(Beginning of Listed records)
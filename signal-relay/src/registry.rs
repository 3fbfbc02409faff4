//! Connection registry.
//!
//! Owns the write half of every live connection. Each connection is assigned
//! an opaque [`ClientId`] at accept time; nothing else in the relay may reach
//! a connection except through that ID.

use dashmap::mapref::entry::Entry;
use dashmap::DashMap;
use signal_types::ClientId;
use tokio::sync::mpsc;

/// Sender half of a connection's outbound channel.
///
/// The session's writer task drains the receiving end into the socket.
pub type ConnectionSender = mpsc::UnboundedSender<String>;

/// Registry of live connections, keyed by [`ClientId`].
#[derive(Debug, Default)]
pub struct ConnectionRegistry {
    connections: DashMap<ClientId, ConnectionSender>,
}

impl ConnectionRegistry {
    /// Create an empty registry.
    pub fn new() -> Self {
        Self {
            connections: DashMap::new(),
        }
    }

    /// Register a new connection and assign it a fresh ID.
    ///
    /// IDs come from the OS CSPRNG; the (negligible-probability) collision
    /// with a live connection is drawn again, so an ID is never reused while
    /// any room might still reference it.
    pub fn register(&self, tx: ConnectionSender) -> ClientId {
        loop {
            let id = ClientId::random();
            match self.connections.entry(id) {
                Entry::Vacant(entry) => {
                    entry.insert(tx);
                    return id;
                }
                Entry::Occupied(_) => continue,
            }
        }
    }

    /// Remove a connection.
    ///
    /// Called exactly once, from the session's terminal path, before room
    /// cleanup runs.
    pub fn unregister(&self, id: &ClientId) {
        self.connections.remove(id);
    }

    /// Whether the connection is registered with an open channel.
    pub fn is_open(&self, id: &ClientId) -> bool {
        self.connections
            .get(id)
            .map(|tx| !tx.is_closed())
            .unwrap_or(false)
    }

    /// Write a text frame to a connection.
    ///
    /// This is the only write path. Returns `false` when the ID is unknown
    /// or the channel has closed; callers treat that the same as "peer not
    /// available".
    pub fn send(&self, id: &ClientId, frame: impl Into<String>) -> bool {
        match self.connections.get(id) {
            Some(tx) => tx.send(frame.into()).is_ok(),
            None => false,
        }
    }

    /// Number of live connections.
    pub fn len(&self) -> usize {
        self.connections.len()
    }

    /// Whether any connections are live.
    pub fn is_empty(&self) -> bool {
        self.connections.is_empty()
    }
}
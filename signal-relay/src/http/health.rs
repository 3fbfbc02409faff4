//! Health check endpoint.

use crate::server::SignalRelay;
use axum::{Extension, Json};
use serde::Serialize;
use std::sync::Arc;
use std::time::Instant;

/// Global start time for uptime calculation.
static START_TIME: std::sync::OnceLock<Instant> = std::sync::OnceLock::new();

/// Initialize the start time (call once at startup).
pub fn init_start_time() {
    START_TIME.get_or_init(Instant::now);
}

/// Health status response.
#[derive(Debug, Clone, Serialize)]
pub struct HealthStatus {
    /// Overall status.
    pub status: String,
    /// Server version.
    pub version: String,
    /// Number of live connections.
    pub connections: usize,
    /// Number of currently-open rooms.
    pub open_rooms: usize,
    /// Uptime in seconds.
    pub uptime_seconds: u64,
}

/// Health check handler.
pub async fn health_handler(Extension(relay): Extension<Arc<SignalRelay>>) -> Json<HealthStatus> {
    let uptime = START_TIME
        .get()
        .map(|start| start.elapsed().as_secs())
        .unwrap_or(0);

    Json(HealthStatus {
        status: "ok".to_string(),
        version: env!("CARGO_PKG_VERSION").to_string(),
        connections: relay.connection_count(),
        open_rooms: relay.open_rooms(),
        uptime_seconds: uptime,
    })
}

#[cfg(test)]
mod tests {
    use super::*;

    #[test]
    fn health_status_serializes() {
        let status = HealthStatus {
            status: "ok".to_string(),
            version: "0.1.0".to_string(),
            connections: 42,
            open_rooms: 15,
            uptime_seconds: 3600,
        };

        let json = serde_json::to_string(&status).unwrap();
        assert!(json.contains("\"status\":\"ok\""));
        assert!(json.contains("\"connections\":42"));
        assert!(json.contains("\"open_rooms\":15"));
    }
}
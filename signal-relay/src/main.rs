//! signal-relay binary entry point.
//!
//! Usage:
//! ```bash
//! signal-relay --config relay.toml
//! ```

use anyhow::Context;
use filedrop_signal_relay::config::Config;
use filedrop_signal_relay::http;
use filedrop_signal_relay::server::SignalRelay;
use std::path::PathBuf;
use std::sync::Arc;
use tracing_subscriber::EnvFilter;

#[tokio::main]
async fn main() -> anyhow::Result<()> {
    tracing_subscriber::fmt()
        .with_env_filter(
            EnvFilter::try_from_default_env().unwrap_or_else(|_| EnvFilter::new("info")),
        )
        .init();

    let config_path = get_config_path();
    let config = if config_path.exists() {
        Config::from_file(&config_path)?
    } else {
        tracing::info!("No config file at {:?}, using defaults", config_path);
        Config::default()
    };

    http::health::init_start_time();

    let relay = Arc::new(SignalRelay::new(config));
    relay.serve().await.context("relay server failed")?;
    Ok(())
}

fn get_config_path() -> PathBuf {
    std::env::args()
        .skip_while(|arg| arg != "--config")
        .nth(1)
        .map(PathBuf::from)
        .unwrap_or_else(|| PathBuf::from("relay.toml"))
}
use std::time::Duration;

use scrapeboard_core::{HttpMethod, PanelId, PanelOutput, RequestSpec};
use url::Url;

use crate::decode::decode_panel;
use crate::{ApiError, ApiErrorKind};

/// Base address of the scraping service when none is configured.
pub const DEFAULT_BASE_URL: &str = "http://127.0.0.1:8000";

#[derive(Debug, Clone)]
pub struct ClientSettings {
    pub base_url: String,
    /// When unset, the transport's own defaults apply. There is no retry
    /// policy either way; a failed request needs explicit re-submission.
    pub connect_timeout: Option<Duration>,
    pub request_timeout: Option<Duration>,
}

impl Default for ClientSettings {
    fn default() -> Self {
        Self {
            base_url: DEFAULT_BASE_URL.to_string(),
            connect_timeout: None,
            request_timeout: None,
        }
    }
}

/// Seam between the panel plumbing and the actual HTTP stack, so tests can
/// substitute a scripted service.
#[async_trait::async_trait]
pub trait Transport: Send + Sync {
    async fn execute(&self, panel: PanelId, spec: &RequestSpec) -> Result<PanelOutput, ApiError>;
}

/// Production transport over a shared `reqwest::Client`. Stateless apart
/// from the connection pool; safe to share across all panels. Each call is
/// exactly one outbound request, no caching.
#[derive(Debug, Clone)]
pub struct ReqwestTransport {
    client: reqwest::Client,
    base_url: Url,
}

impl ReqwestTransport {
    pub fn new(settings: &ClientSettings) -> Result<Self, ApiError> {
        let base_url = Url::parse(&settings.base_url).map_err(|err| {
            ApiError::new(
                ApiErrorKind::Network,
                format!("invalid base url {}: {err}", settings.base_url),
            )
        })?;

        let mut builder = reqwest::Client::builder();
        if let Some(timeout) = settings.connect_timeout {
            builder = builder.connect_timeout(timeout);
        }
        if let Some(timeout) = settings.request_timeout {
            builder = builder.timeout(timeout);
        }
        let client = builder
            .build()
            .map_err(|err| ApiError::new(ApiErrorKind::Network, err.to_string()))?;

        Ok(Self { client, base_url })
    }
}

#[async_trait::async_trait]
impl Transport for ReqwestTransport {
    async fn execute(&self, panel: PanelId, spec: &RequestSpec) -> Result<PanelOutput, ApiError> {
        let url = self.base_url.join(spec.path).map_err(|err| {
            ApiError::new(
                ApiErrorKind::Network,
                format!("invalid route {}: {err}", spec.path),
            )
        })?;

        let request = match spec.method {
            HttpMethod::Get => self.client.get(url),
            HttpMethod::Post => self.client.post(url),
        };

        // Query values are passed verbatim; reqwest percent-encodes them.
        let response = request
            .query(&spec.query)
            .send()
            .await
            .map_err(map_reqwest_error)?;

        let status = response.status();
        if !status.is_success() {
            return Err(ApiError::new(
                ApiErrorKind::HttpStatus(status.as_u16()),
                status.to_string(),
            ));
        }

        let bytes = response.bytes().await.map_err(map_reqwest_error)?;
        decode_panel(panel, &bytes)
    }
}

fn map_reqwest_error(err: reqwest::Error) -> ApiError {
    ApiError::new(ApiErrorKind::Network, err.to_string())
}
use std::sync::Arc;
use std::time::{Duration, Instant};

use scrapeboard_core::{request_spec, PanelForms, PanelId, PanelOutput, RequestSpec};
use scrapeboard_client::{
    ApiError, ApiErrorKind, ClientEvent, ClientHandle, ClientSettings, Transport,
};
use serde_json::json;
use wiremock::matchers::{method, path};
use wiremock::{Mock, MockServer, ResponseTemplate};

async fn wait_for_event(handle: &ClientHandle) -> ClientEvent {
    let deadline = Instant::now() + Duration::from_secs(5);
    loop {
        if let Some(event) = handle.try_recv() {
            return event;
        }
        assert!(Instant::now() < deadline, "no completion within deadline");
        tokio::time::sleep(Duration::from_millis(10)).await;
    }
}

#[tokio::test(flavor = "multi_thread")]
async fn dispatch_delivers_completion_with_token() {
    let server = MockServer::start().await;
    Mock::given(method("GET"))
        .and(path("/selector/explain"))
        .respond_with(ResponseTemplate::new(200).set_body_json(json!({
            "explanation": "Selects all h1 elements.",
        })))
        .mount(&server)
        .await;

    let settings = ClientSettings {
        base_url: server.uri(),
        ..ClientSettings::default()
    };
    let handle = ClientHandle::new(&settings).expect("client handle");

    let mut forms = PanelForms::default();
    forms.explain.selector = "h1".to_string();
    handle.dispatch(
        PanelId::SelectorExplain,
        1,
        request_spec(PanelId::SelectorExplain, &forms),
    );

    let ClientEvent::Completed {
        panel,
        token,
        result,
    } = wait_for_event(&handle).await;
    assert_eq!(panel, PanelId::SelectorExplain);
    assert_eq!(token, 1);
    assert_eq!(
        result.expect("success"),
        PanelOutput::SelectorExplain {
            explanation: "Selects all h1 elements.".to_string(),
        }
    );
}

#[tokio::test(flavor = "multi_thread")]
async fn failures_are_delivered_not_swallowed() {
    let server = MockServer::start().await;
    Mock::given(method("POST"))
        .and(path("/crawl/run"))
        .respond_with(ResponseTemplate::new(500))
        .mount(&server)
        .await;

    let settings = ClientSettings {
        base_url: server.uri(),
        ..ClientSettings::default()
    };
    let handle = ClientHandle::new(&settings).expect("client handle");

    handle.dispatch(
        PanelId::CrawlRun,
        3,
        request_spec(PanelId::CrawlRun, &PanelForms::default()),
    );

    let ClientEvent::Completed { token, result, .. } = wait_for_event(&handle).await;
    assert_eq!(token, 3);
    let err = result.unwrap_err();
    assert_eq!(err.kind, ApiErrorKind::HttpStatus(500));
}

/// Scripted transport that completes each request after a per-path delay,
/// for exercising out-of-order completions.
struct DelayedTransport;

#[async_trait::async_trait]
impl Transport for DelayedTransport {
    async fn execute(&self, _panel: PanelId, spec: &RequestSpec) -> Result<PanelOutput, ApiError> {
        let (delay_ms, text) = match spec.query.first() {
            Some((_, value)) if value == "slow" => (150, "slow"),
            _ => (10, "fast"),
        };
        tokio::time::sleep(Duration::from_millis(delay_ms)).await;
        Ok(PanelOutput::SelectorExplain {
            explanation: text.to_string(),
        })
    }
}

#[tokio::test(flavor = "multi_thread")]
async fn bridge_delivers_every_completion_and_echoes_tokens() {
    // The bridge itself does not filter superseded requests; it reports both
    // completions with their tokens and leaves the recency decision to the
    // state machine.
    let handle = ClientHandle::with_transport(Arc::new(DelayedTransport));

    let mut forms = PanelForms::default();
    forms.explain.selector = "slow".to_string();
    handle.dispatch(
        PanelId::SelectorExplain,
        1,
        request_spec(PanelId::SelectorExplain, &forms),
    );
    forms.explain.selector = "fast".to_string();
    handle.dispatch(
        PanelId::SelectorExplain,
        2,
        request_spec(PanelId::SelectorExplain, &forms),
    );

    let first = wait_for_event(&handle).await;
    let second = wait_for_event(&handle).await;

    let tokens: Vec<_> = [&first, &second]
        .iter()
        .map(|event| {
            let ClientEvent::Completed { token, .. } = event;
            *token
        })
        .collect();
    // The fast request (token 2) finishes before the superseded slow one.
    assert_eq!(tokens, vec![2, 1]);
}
(End of Listed records)
__Exercise details__:
Above are the entries; copy out every line among them that contains the word "bytes".

__Answer below__:
        let bytes = response.bytes().await.map_err(map_reqwest_error)?;
        decode_panel(panel, &bytes)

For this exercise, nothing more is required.